Today, most city officials instituting urban renewal give the actual intent behind this law only tacit recognition at best. A proposed district does not need to be economically depressed or deteriorated at all. 

In the case of the proposed State Street district, for example, one of the reasons detailed by the CCDC as justification for a district there is “growth in property valuations in the Study Area lagged behind that of the city of Boise.” Using metrics such as slightly lower property values growth, it’s clear the bar for creating urban renewal districts effectively does not exist.

In fact, to establish a district, the CCDC must do little more than produce a report explaining why it believes an area of the city is somehow depressed and is therefore in need of renewal, be it economically or in any way relating to its infrastructure.

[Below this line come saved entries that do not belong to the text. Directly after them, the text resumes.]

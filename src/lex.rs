//! Splits a raw expression string into raw string tokens.
//!
//! #Notes
//! The tokenizer knows nothing about what a token *means*: it only splits
//! on the delimiter substrings the grammar hands it (operator symbols,
//! bracket symbols, the argument separator), keeping quoted spans and
//! numeric spans whole. Classification happens afterwards, one token at a
//! time, in [crate::token::classify].

/// Lexical failures. Anything else the tokenizer can't place becomes a
/// word token and is judged downstream.
#[derive(Debug, Clone, PartialEq, Eq)]
pub enum Error {
    /// A `'` or `"` span that never closes; payload is the byte offset of
    /// the opening quote.
    UnterminatedQuote(usize),
}

impl std::fmt::Display for Error {
    fn fmt(&self, f: &mut std::fmt::Formatter<'_>) -> std::fmt::Result {
        match self {
            Self::UnterminatedQuote(start) => {
                write!(f, "Unterminated quote starting at {start}")
            }
        }
    }
}

impl std::error::Error for Error {}

/// This type holds a reference to the source and a byte index, so it's
/// cheap to clone and a clone costs nothing to discard: two clones walk
/// the same source independently.
#[derive(Clone)]
pub struct Tokenizer<'g, 'input> {
    source: &'input str,
    current: usize,
    /// Must be sorted longest first so `>=` wins over `>`.
    /// [crate::grammar::Grammar::delimiters] provides exactly that.
    delimiters: &'g [String],
    decimal_point: u8,
}

impl<'g, 'input> Tokenizer<'g, 'input> {
    pub fn new(source: &'input str, delimiters: &'g [String], decimal_point: u8) -> Self {
        Self {
            source,
            current: 0,
            delimiters,
            decimal_point,
        }
    }

    #[inline]
    fn is_empty(&self) -> bool {
        self.current >= self.source.len()
    }

    #[inline]
    fn peek(&self) -> Option<u8> {
        self.source.as_bytes().get(self.current).copied()
    }

    #[inline]
    fn peek_at(&self, at: usize) -> Option<u8> {
        self.source.as_bytes().get(self.current + at).copied()
    }

    #[inline]
    fn remaining(&self) -> &[u8] {
        &self.source.as_bytes()[self.current..]
    }

    #[inline]
    fn consume_while(&mut self, predicate: impl Fn(u8) -> bool) {
        while let Some(c) = self.peek()
            && predicate(c)
        {
            self.current += 1;
        }
    }

    /// Length of the delimiter at the cursor, if any. Delimiters are
    /// tried in order, so the longest match wins.
    fn delimiter_len(&self) -> Option<usize> {
        let rest = self.remaining();
        self.delimiters
            .iter()
            .map(String::as_bytes)
            .find(|d| !d.is_empty() && rest.starts_with(d))
            .map(<[u8]>::len)
    }

    /// Digits, at most one decimal point, more digits. The leading digit
    /// (or point) has already been checked by the caller.
    fn consume_number(&mut self) {
        self.consume_while(|b| b.is_ascii_digit());
        if self.peek() == Some(self.decimal_point) {
            self.current += 1;
            self.consume_while(|b| b.is_ascii_digit());
        }
    }

    /// Produces the next raw token, or `None` once the source is
    /// exhausted. Whitespace separates tokens and is never emitted.
    pub fn next_token(&mut self) -> Result<Option<&'input str>, Error> {
        self.consume_while(|b| b.is_ascii_whitespace());

        if self.is_empty() {
            return Ok(None);
        }
        let start = self.current;

        let head = self.source.as_bytes()[start];
        if head == b'\'' || head == b'"' {
            // Quoted spans stay whole, quotes included; the classifier
            //  strips them. No escape sequences.
            self.current += 1;
            self.consume_while(|b| b != head);
            if self.is_empty() {
                return Err(Error::UnterminatedQuote(start));
            }
            self.current += 1;
        } else if let Some(len) = self.delimiter_len() {
            self.current += len;
        } else if head.is_ascii_digit()
            || (head == self.decimal_point && self.peek_at(1).is_some_and(|n| n.is_ascii_digit()))
        {
            self.consume_number();
        } else {
            // A word: everything up to the next whitespace, quote, or
            //  delimiter. Bare literals and `$NULL$` land here.
            self.current += 1;
            while let Some(c) = self.peek() {
                if c.is_ascii_whitespace() || c == b'\'' || c == b'"' {
                    break;
                }
                if self.delimiter_len().is_some() {
                    break;
                }
                self.current += 1;
            }
        }

        Ok(Some(&self.source[start..self.current]))
    }
}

Once their report is written, the agency needs only the patience to endure a city's drawn-out bureaucratic rubber-stamping process in order to create the new district. 

Interestingly enough, CCDC has actually undertaken urban renewal projects in areas seeing exceptional growth. And why not? After all, under the funding scheme used by urban renewal districts, any revenue derived from any increase in property values for properties residing within the district can be diverted straight back to the district to fund whatever pet project the city determines the area needs. Therefore, in commandeering an already growing area of a city, a city can potentially divert more revenue to that district quicker.

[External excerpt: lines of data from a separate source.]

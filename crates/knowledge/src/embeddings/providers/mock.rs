//! Deterministic offline embedding provider.

use crate::embeddings::provider::EmbeddingProvider;
use crate::sparse::tokenize;
use ragline_core::AppResult;
use std::collections::HashMap;

/// Hashes character trigrams and whole terms into a fixed-size vector.
///
/// Not semantically meaningful, but content-dependent and stable across runs,
/// which is enough to exercise ingestion and hybrid ranking without a network.
#[derive(Debug)]
pub struct MockProvider {
    dimensions: usize,
}

impl MockProvider {
    pub fn new(dimensions: usize) -> Self {
        Self { dimensions }
    }

    fn bucket(&self, bytes: &[u8], seed: u64) -> usize {
        let hash = bytes
            .iter()
            .fold(seed, |acc, b| acc.wrapping_mul(0x100_0000_01b3).wrapping_add(*b as u64));
        (hash % self.dimensions as u64) as usize
    }

    fn generate_embedding(&self, text: &str) -> Vec<f32> {
        let mut embedding = vec![0.0; self.dimensions];
        if self.dimensions == 0 {
            return embedding;
        }

        let mut term_freq: HashMap<String, u32> = HashMap::new();
        for term in tokenize(text) {
            *term_freq.entry(term).or_insert(0) += 1;
        }

        for (term, freq) in &term_freq {
            let chars: Vec<char> = term.chars().collect();
            for window in chars.windows(3) {
                let trigram: String = window.iter().collect();
                let idx = self.bucket(trigram.as_bytes(), 37);
                embedding[idx] += (*freq as f32).sqrt();
            }

            let idx = self.bucket(term.as_bytes(), 31);
            embedding[idx] += *freq as f32;
        }

        let norm: f32 = embedding.iter().map(|x| x * x).sum::<f32>().sqrt();
        if norm > 0.0 {
            for v in &mut embedding {
                *v /= norm;
            }
        }
        embedding
    }
}

#[async_trait::async_trait]
impl EmbeddingProvider for MockProvider {
    fn provider_name(&self) -> &str {
        "mock"
    }

    fn model_name(&self) -> &str {
        "hashed-trigram"
    }

    fn dimensions(&self) -> usize {
        self.dimensions
    }

    async fn embed_batch(&self, texts: &[String]) -> AppResult<Vec<Vec<f32>>> {
        Ok(texts
            .iter()
            .map(|text| self.generate_embedding(text))
            .collect())
    }
}

#[cfg(test)]
mod tests {
    use super::*;

    fn norm(v: &[f32]) -> f32 {
        v.iter().map(|x| x * x).sum::<f32>().sqrt()
    }

    #[tokio::test]
    async fn test_embed_batch_is_normalized() {
        let provider = MockProvider::new(384);
        let texts = vec![
            "copper prices in chile".to_string(),
            "coffee exports".to_string(),
        ];

        let embeddings = provider.embed_batch(&texts).await.unwrap();
        assert_eq!(embeddings.len(), 2);
        for embedding in &embeddings {
            assert_eq!(embedding.len(), 384);
            assert!((norm(embedding) - 1.0).abs() < 0.001);
        }
    }

    #[tokio::test]
    async fn test_deterministic_and_content_dependent() {
        let provider = MockProvider::new(128);
        let a = provider.embed("lithium mining output").await.unwrap();
        let b = provider.embed("lithium mining output").await.unwrap();
        let c = provider.embed("coffee harvest forecast").await.unwrap();

        assert_eq!(a, b);
        assert_ne!(a, c);
    }

    #[tokio::test]
    async fn test_shared_terms_score_higher() {
        let provider = MockProvider::new(256);
        let query = provider.embed("copper chile").await.unwrap();
        let related = provider.embed("copper prices rose in chile").await.unwrap();
        let unrelated = provider.embed("coffee exports from brazil").await.unwrap();

        let dot = |a: &[f32], b: &[f32]| a.iter().zip(b).map(|(x, y)| x * y).sum::<f32>();
        assert!(dot(&query, &related) > dot(&query, &unrelated));
    }

    #[tokio::test]
    async fn test_empty_text_is_zero_vector() {
        let provider = MockProvider::new(64);
        let embedding = provider.embed("").await.unwrap();
        assert_eq!(embedding.len(), 64);
        assert!(embedding.iter().all(|&x| x == 0.0));
    }

    #[tokio::test]
    async fn test_utf8_text() {
        let provider = MockProvider::new(64);
        let embedding = provider
            .embed("Exportações de café cresceram 🎉 no Brasil")
            .await
            .unwrap();
        assert!((norm(&embedding) - 1.0).abs() < 0.001);
    }
}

Unfortunately, in doing so, the city effectively increases taxes on surrounding neighborhoods, since those funds could have otherwise been used for things such as schools, police, or fire services in surrounding areas, but which are now being used only for one specific area and purpose. 

This new version of urban renewal has nothing to do with remedying “menacing” or “injurious” sections of the city. Rather, it is increasingly apparent that the real purpose of urban renewal is to influence the control of large, privately owned portions of the city while increasingly sidestepping public input on how public revenue is spent. 

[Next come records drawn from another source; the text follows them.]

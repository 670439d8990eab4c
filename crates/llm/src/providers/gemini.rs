//! Google Gemini LLM provider implementation.
//!
//! Talks to the Generative Language REST API (`generateContent` and
//! `streamGenerateContent?alt=sse`) with function calling.

use super::lines::line_stream;
use crate::client::{LlmClient, LlmRequest, LlmResponse, LlmStream, LlmStreamChunk, LlmUsage};
use crate::types::{ChatMessage, ChatRole, ToolCall, ToolSpec};
use futures::StreamExt;
use ragline_core::{AppError, AppResult};
use serde::{Deserialize, Serialize};

/// Default Generative Language API root.
pub const DEFAULT_GEMINI_URL: &str = "https://generativelanguage.googleapis.com/v1beta";

#[derive(Debug, Serialize)]
#[serde(rename_all = "camelCase")]
struct GeminiRequest {
    #[serde(skip_serializing_if = "Option::is_none")]
    system_instruction: Option<GeminiContent>,
    contents: Vec<GeminiContent>,
    #[serde(skip_serializing_if = "Vec::is_empty")]
    tools: Vec<GeminiTools>,
    #[serde(skip_serializing_if = "Option::is_none")]
    generation_config: Option<GenerationConfig>,
}

#[derive(Debug, Serialize, Deserialize, Default)]
struct GeminiContent {
    #[serde(default, skip_serializing_if = "Option::is_none")]
    role: Option<String>,
    #[serde(default)]
    parts: Vec<GeminiPart>,
}

#[derive(Debug, Serialize, Deserialize, Default)]
#[serde(rename_all = "camelCase")]
struct GeminiPart {
    #[serde(default, skip_serializing_if = "Option::is_none")]
    text: Option<String>,
    #[serde(default, skip_serializing_if = "Option::is_none")]
    function_call: Option<FunctionCall>,
    #[serde(default, skip_serializing_if = "Option::is_none")]
    function_response: Option<FunctionResponse>,
}

#[derive(Debug, Serialize, Deserialize)]
struct FunctionCall {
    name: String,
    #[serde(default)]
    args: serde_json::Value,
}

#[derive(Debug, Serialize, Deserialize)]
struct FunctionResponse {
    name: String,
    response: serde_json::Value,
}

#[derive(Debug, Serialize)]
#[serde(rename_all = "camelCase")]
struct GeminiTools {
    function_declarations: Vec<FunctionDeclaration>,
}

#[derive(Debug, Serialize)]
struct FunctionDeclaration {
    name: String,
    description: String,
    parameters: serde_json::Value,
}

#[derive(Debug, Serialize)]
#[serde(rename_all = "camelCase")]
struct GenerationConfig {
    #[serde(skip_serializing_if = "Option::is_none")]
    temperature: Option<f32>,
    #[serde(skip_serializing_if = "Option::is_none")]
    max_output_tokens: Option<u32>,
}

#[derive(Debug, Deserialize)]
#[serde(rename_all = "camelCase")]
struct GeminiResponse {
    #[serde(default)]
    candidates: Vec<Candidate>,
    #[serde(default)]
    usage_metadata: Option<UsageMetadata>,
    #[serde(default)]
    model_version: Option<String>,
}

#[derive(Debug, Deserialize)]
#[serde(rename_all = "camelCase")]
struct Candidate {
    #[serde(default)]
    content: GeminiContent,
    #[serde(default)]
    finish_reason: Option<String>,
}

#[derive(Debug, Deserialize)]
#[serde(rename_all = "camelCase")]
struct UsageMetadata {
    #[serde(default)]
    prompt_token_count: u32,
    #[serde(default)]
    candidates_token_count: u32,
}

/// Text, tool calls and completion flag extracted from one response body.
struct Extracted {
    text: String,
    calls: Vec<(String, serde_json::Value)>,
    done: bool,
    usage: Option<LlmUsage>,
    model: Option<String>,
}

impl GeminiResponse {
    fn extract(self) -> Extracted {
        let mut text = String::new();
        let mut calls = Vec::new();
        let mut done = false;

        if let Some(candidate) = self.candidates.into_iter().next() {
            done = candidate.finish_reason.is_some();
            for part in candidate.content.parts {
                if let Some(t) = part.text {
                    text.push_str(&t);
                }
                if let Some(call) = part.function_call {
                    calls.push((call.name, call.args));
                }
            }
        }

        Extracted {
            text,
            calls,
            done,
            usage: self
                .usage_metadata
                .map(|u| LlmUsage::new(u.prompt_token_count, u.candidates_token_count)),
            model: self.model_version,
        }
    }
}

/// Gemini LLM client.
pub struct GeminiClient {
    base_url: String,
    api_key: String,
    client: reqwest::Client,
}

impl GeminiClient {
    /// Create a client against the public endpoint.
    pub fn new(api_key: impl Into<String>) -> Self {
        Self::with_base_url(DEFAULT_GEMINI_URL, api_key)
    }

    /// Create a client against a custom endpoint.
    pub fn with_base_url(base_url: impl Into<String>, api_key: impl Into<String>) -> Self {
        Self {
            base_url: base_url.into().trim_end_matches('/').to_string(),
            api_key: api_key.into(),
            client: reqwest::Client::new(),
        }
    }

    fn to_gemini_request(&self, request: &LlmRequest) -> GeminiRequest {
        let mut system_parts = Vec::new();
        let mut contents = Vec::new();

        for message in &request.messages {
            match message.role {
                ChatRole::System => system_parts.push(text_part(&message.content)),
                ChatRole::User => contents.push(GeminiContent {
                    role: Some("user".to_string()),
                    parts: vec![text_part(&message.content)],
                }),
                ChatRole::Assistant => contents.push(assistant_content(message)),
                ChatRole::Tool => contents.push(GeminiContent {
                    role: Some("user".to_string()),
                    parts: vec![GeminiPart {
                        function_response: Some(FunctionResponse {
                            name: message.name.clone().unwrap_or_default(),
                            response: serde_json::json!({ "content": message.content }),
                        }),
                        ..GeminiPart::default()
                    }],
                }),
            }
        }

        let tools = if request.tools.is_empty() {
            Vec::new()
        } else {
            vec![GeminiTools {
                function_declarations: request.tools.iter().map(to_declaration).collect(),
            }]
        };

        let generation_config = if request.temperature.is_some() || request.max_tokens.is_some()
        {
            Some(GenerationConfig {
                temperature: request.temperature,
                max_output_tokens: request.max_tokens,
            })
        } else {
            None
        };

        GeminiRequest {
            system_instruction: (!system_parts.is_empty()).then(|| GeminiContent {
                role: None,
                parts: system_parts,
            }),
            contents,
            tools,
            generation_config,
        }
    }

    async fn post(&self, model: &str, action: &str, body: &GeminiRequest) -> AppResult<reqwest::Response> {
        let url = format!("{}/models/{}:{}", self.base_url, model, action);

        let response = self
            .client
            .post(&url)
            .header("x-goog-api-key", &self.api_key)
            .json(body)
            .send()
            .await
            .map_err(|e| AppError::Llm(format!("Failed to send request to Gemini: {}", e)))?;

        if !response.status().is_success() {
            let status = response.status();
            let error_text = response
                .text()
                .await
                .unwrap_or_else(|_| "Unknown error".to_string());
            return Err(AppError::Llm(format!(
                "Gemini API error ({}): {}",
                status, error_text
            )));
        }

        Ok(response)
    }
}

fn text_part(text: &str) -> GeminiPart {
    GeminiPart {
        text: Some(text.to_string()),
        ..GeminiPart::default()
    }
}

fn assistant_content(message: &ChatMessage) -> GeminiContent {
    let mut parts = Vec::new();
    if !message.content.is_empty() {
        parts.push(text_part(&message.content));
    }
    for call in &message.tool_calls {
        parts.push(GeminiPart {
            function_call: Some(FunctionCall {
                name: call.name.clone(),
                args: call.arguments.clone(),
            }),
            ..GeminiPart::default()
        });
    }

    GeminiContent {
        role: Some("model".to_string()),
        parts,
    }
}

fn to_declaration(spec: &ToolSpec) -> FunctionDeclaration {
    FunctionDeclaration {
        name: spec.name.clone(),
        description: spec.description.clone(),
        parameters: spec.parameters.clone(),
    }
}

fn to_tool_calls(calls: Vec<(String, serde_json::Value)>, offset: usize) -> Vec<ToolCall> {
    calls
        .into_iter()
        .enumerate()
        .map(|(i, (name, arguments))| ToolCall {
            id: format!("call_{}", offset + i),
            name,
            arguments,
        })
        .collect()
}

#[async_trait::async_trait]
impl LlmClient for GeminiClient {
    fn provider_name(&self) -> &str {
        "gemini"
    }

    async fn complete(&self, request: &LlmRequest) -> AppResult<LlmResponse> {
        tracing::info!("Sending completion request to Gemini");
        tracing::debug!("Request: {:?}", request);

        let body = self.to_gemini_request(request);
        let response = self.post(&request.model, "generateContent", &body).await?;

        let parsed: GeminiResponse = response
            .json()
            .await
            .map_err(|e| AppError::Llm(format!("Failed to parse Gemini response: {}", e)))?;
        let extracted = parsed.extract();

        tracing::info!("Received completion from Gemini");

        Ok(LlmResponse {
            content: extracted.text,
            tool_calls: to_tool_calls(extracted.calls, 0),
            model: extracted.model.unwrap_or_else(|| request.model.clone()),
            usage: extracted.usage.unwrap_or_default(),
            done: true,
        })
    }

    async fn stream(&self, request: &LlmRequest) -> AppResult<LlmStream> {
        tracing::info!("Starting streaming request to Gemini");
        tracing::debug!("Request: {:?}", request);

        let body = self.to_gemini_request(request);
        let response = self
            .post(&request.model, "streamGenerateContent?alt=sse", &body)
            .await?;

        let model = request.model.clone();
        let mut calls_seen = 0usize;

        // SSE: only `data:` lines carry payloads
        let stream = line_stream(response.bytes_stream())
            .filter_map(|line| {
                let item = match line {
                    Ok(text) => text
                        .strip_prefix("data:")
                        .map(|payload| Ok(payload.trim().to_string())),
                    Err(e) => Some(Err(e)),
                };
                futures::future::ready(item)
            })
            .map(move |payload| -> AppResult<LlmStreamChunk> {
                let payload = payload?;
                let parsed: GeminiResponse = serde_json::from_str(&payload)
                    .map_err(|e| AppError::Llm(format!("Failed to parse chunk: {}", e)))?;
                let extracted = parsed.extract();

                let tool_calls = to_tool_calls(extracted.calls, calls_seen);
                calls_seen += tool_calls.len();

                Ok(LlmStreamChunk {
                    content: extracted.text,
                    tool_calls,
                    model: extracted.model.unwrap_or_else(|| model.clone()),
                    done: extracted.done,
                    usage: if extracted.done { extracted.usage } else { None },
                })
            });

        Ok(Box::pin(stream))
    }
}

Sadly, cities like Boise seem to be creating urban renewal districts with increasing vigor and boldness, and with very little pushback. If cities continue to twist urban renewal in this manner, perhaps it’s time to simply repeal Idaho’s urban renewal law. The alternative is to continue to give city officials inadvisable discretion over taxpayer dollars and to allow them to use that discretion to fund projects wholly unrelated to actually renewing urban areas.